GSOC’s handling of affair reveals impaired judgment

Opinion: We should have been told about all of this months ago

GSOC commissioner Simon O’Brien photographed arriving for the Public Service Oversight Committee meeting at the Oireachtas in Leinster House in February. Photograph: Brenda Fitzsimons

GSOC commissioner Simon O’Brien photographed arriving for the Public Service Oversight Committee meeting at the Oireachtas in Leinster House in February. Photograph: Brenda Fitzsimons

Sat, Feb 15, 2014, 00:01

Imagine if the Court Services suspected that a jury room or a judge’s chambers in the criminal courts building had been bugged.

Imagine if they had hired a UK- based security consultancy to conduct a sweep of the building and tests of the integrity of its telecommunications and that these revealed three different “technical and electronic anomalies” which “could not be conclusively explained; and which “raised concerns” about the integrity of jury and judicial deliberations.

Imagine then, if in possession of this information the board of the services, which as it happens is chaired by the Chief Justice, decided not only not to tell the Department of Justice but not to reveal publicly that all this had happened. Imagine if they had decided that this suspicion of surveillance at the heart of our criminal justice system should never become political or public knowledge.

That is the equivalent of what the Garda Síochána Ombudsman Commission (GSOC) did late last year. They suspected they were under surveillance and commissioned a sweep of their offices and telecoms. On the basis of the consultants’ findings they started inquiries focused on a suspicion of Garda involvement.

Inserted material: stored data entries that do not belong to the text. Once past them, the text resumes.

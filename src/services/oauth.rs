// src/services/oauth.rs
use reqwest::Client;
use serde::{Deserialize, Serialize};
use thiserror::Error;
use tracing::{debug, error, info};

use crate::common::config::HarvestConfig;
use crate::common::ApiError;

const TOKEN_FAILURE_MESSAGE: &str = "Failed to get token";

#[derive(Debug, Error)]
pub enum OAuthError {
    #[error("Missing OAuth env vars")]
    NotConfigured,

    #[error("Token endpoint returned HTTP {status}")]
    TokenRejected { status: u16 },

    #[error("HTTP request failed: {0}")]
    RequestFailed(String),

    #[error("Serialization error: {0}")]
    SerializationError(String),
}

impl From<OAuthError> for ApiError {
    fn from(err: OAuthError) -> Self {
        match err {
            OAuthError::NotConfigured => ApiError::ConfigurationError(err.to_string()),
            OAuthError::TokenRejected { status } => {
                ApiError::upstream(status, TOKEN_FAILURE_MESSAGE)
            }
            OAuthError::RequestFailed(_) | OAuthError::SerializationError(_) => {
                error!(error = %err, "Token exchange failed");
                ApiError::ServerError(TOKEN_FAILURE_MESSAGE.to_string())
            }
        }
    }
}

/// Body of the authorization-code exchange.
#[derive(Debug, Serialize)]
pub struct TokenRequest<'a> {
    pub code: &'a str,
    pub client_id: &'a str,
    pub client_secret: &'a str,
    pub redirect_uri: &'a str,
    pub grant_type: &'static str,
}

/// Token endpoint response. Harvest also sends a refresh token, which is
/// dropped: sessions end when the access token expires.
#[derive(Debug, Deserialize)]
pub struct TokenResponse {
    pub access_token: String,
    #[serde(default)]
    pub token_type: Option<String>,
    #[serde(default)]
    pub expires_in: Option<i64>,
}

/// Authorization-code flow against Harvest ID.
pub struct OAuthService {
    client: Client,
    config: HarvestConfig,
}

impl OAuthService {
    pub fn new(client: Client, config: HarvestConfig) -> Self {
        Self { client, config }
    }

    /// Builds the provider authorize URL. Needs the client id and redirect URI.
    pub fn authorization_url(&self) -> Result<String, OAuthError> {
        let (client_id, redirect_uri) =
            match (&self.config.client_id, &self.config.redirect_uri) {
                (Some(id), Some(uri)) => (id, uri),
                _ => return Err(OAuthError::NotConfigured),
            };

        Ok(format!(
            "{}?client_id={}&response_type=code&redirect_uri={}",
            self.config.authorize_url,
            urlencoding::encode(client_id),
            urlencoding::encode(redirect_uri)
        ))
    }

    /// Exchanges an authorization code for an access token. Single attempt.
    pub async fn exchange_code(&self, code: &str) -> Result<TokenResponse, OAuthError> {
        let (client_id, client_secret, redirect_uri) = match (
            &self.config.client_id,
            &self.config.client_secret,
            &self.config.redirect_uri,
        ) {
            (Some(id), Some(secret), Some(uri)) => (id, secret, uri),
            _ => return Err(OAuthError::NotConfigured),
        };

        let request = TokenRequest {
            code,
            client_id,
            client_secret,
            redirect_uri,
            grant_type: "authorization_code",
        };

        debug!(token_url = %self.config.token_url, "Exchanging authorization code for token");

        let response = self
            .client
            .post(&self.config.token_url)
            .header(reqwest::header::USER_AGENT, &self.config.user_agent)
            .json(&request)
            .send()
            .await
            .map_err(|e| OAuthError::RequestFailed(e.to_string()))?;

        let status = response.status();

        if !status.is_success() {
            let error_text = response
                .text()
                .await
                .unwrap_or_else(|_| "Unknown error".to_string());
            error!(status = %status, error = %error_text, "Token exchange rejected");
            return Err(OAuthError::TokenRejected {
                status: status.as_u16(),
            });
        }

        let token_response = response
            .json::<TokenResponse>()
            .await
            .map_err(|e| OAuthError::SerializationError(e.to_string()))?;

        info!(
            token_type = token_response.token_type.as_deref().unwrap_or("unknown"),
            expires_in = ?token_response.expires_in,
            "Successfully exchanged authorization code for token"
        );
        Ok(token_response)
    }
}
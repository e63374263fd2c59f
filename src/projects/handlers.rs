//! Project assignment proxy handlers

use axum::extract::{Extension, Json};
use serde_json::Value;
use tracing::debug;

use super::catalog::{build_catalog, filter_projects, filter_tasks};
use super::models::{CatalogQuery, ProjectView};
use crate::auth::SessionToken;
use crate::common::{ApiError, QueryParams, SharedState};

const PROJECT_ASSIGNMENTS_PATH: &str = "/users/me/project_assignments";
const FETCH_FAILURE_MESSAGE: &str = "Failed to fetch project assignments";

async fn fetch_assignments(state: &SharedState, token: &SessionToken) -> Result<Value, ApiError> {
    state
        .harvest
        .list(token.as_str(), PROJECT_ASSIGNMENTS_PATH, "project_assignments")
        .await
        .map_err(|e| e.into_api_error(FETCH_FAILURE_MESSAGE))
}

/// GET /api/project-assignments
/// Returns the session user's project assignments as Harvest sends them
pub async fn list_project_assignments(
    Extension(state): Extension<SharedState>,
    token: SessionToken,
) -> Result<Json<Value>, ApiError> {
    let assignments = fetch_assignments(&state, &token).await?;
    Ok(Json(assignments))
}

/// GET /api/projects?search=...&task_search=...
/// Returns the assignments reshaped into a sorted, optionally filtered
/// project catalog
pub async fn list_projects(
    Extension(state): Extension<SharedState>,
    token: SessionToken,
    params: QueryParams,
) -> Result<Json<Vec<ProjectView>>, ApiError> {
    let query = CatalogQuery::from_params(&params);
    let assignments = fetch_assignments(&state, &token).await?;

    let raw = match assignments {
        Value::Array(items) => items,
        other => {
            return Err(ApiError::ServerError(format!(
                "{}: expected an array, got {}",
                FETCH_FAILURE_MESSAGE,
                json_kind(&other)
            )))
        }
    };

    let catalog = build_catalog(&raw);
    let catalog = match query.search.as_deref() {
        Some(search) => filter_projects(catalog, search),
        None => catalog,
    };
    let catalog = match query.task_search.as_deref() {
        Some(task_search) => filter_tasks(catalog, task_search),
        None => catalog,
    };

    debug!(projects = catalog.len(), "Built project catalog");
    Ok(Json(catalog.into_iter().map(|p| p.into_view()).collect()))
}

fn json_kind(value: &Value) -> &'static str {
    match value {
        Value::Null => "null",
        Value::Bool(_) => "boolean",
        Value::Number(_) => "number",
        Value::String(_) => "string",
        Value::Array(_) => "array",
        Value::Object(_) => "object",
    }
}
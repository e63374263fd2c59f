//! Time entry proxy handlers

use axum::extract::{rejection::JsonRejection, Extension, Json};
use serde_json::Value;
use tracing::{info, warn};

use super::validators::TimeEntryValidator;
use crate::auth::SessionToken;
use crate::common::{ApiError, SharedState, Validator};

const TIME_ENTRIES_PATH: &str = "/time_entries";

/// GET /api/time-entry
/// Lists the user's time entries as returned by Harvest
pub async fn list_time_entries(
    Extension(state): Extension<SharedState>,
    token: SessionToken,
) -> Result<Json<Value>, ApiError> {
    let entries = state
        .harvest
        .list(token.as_str(), TIME_ENTRIES_PATH, "time_entries")
        .await
        .map_err(|e| e.into_api_error("Failed to fetch time entries"))?;

    Ok(Json(entries))
}

/// POST /api/time-entry
/// Creates a time entry
///
/// # Request Body
/// ```json
/// {
///   "project_id": 14307913,
///   "task_id": 8083365,
///   "hours": 1.5,
///   "spent_date": "2024-01-01",
///   "notes": "optional"
/// }
/// ```
///
/// The body is forwarded as received; the created entry is returned as
/// Harvest sends it.
pub async fn create_time_entry(
    Extension(state): Extension<SharedState>,
    token: SessionToken,
    payload: Result<Json<Value>, JsonRejection>,
) -> Result<Json<Value>, ApiError> {
    let Json(request) = payload.map_err(|e| {
        warn!(error = %e, "Time entry body rejected");
        ApiError::InvalidRequest(format!("Invalid JSON body: {}", e.body_text()))
    })?;

    let validator = TimeEntryValidator;
    let validation_result = validator.validate(&request);
    if !validation_result.is_valid {
        warn!(
            missing = ?validation_result.fields(),
            "Time entry creation validation failed"
        );
        return Err(ApiError::from(validation_result));
    }

    info!(
        project_id = %request["project_id"],
        task_id = %request["task_id"],
        spent_date = %request["spent_date"],
        "Creating time entry"
    );

    let created = state
        .harvest
        .create(token.as_str(), TIME_ENTRIES_PATH, &request)
        .await
        .map_err(|e| e.into_api_error("Failed to create time entry"))?;

    Ok(Json(created))
}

They told no one about the fact that the confidentiality which both complaints to GSOC and members of An Garda Síochána were entitled to might have been compromised. Instead, last December , the ombudsman commission made a “strategic decision” that public confidence in GSOC and its work would be better safeguarded by not making any of this public. They also, somewhat naively, presumed these matters would not leak.


Alleged Garda misbehaviour
Querying how

the Garda watchdog handled this matter is not, as some have suggested, turning them from victim into villain. It is simply appropriate questioning of their judgment as commissioners. Whether there was any substantial basis for their original suspicion, whether they acted appropriately in launching a public interest inquiry and whether they were correct in their decision not to make these matters public are all proper issues for political and public oversight.

The bulk of GSOC’s work arises from complaints made by the public about alleged Garda misbehaviour. However, GSOC, unlike many watchdog-type agencies, has been given the power to initiate its own investigations where it decides this is in the public interest.

These own initiative public-interest inquiries are, as you would expect, rare and in most, if not all, other instances the ombudsman commission has made a point of announcing that they have launched such an inquiry, of keeping the public informed of the time scale for progress in these investigations and of publishing the findings.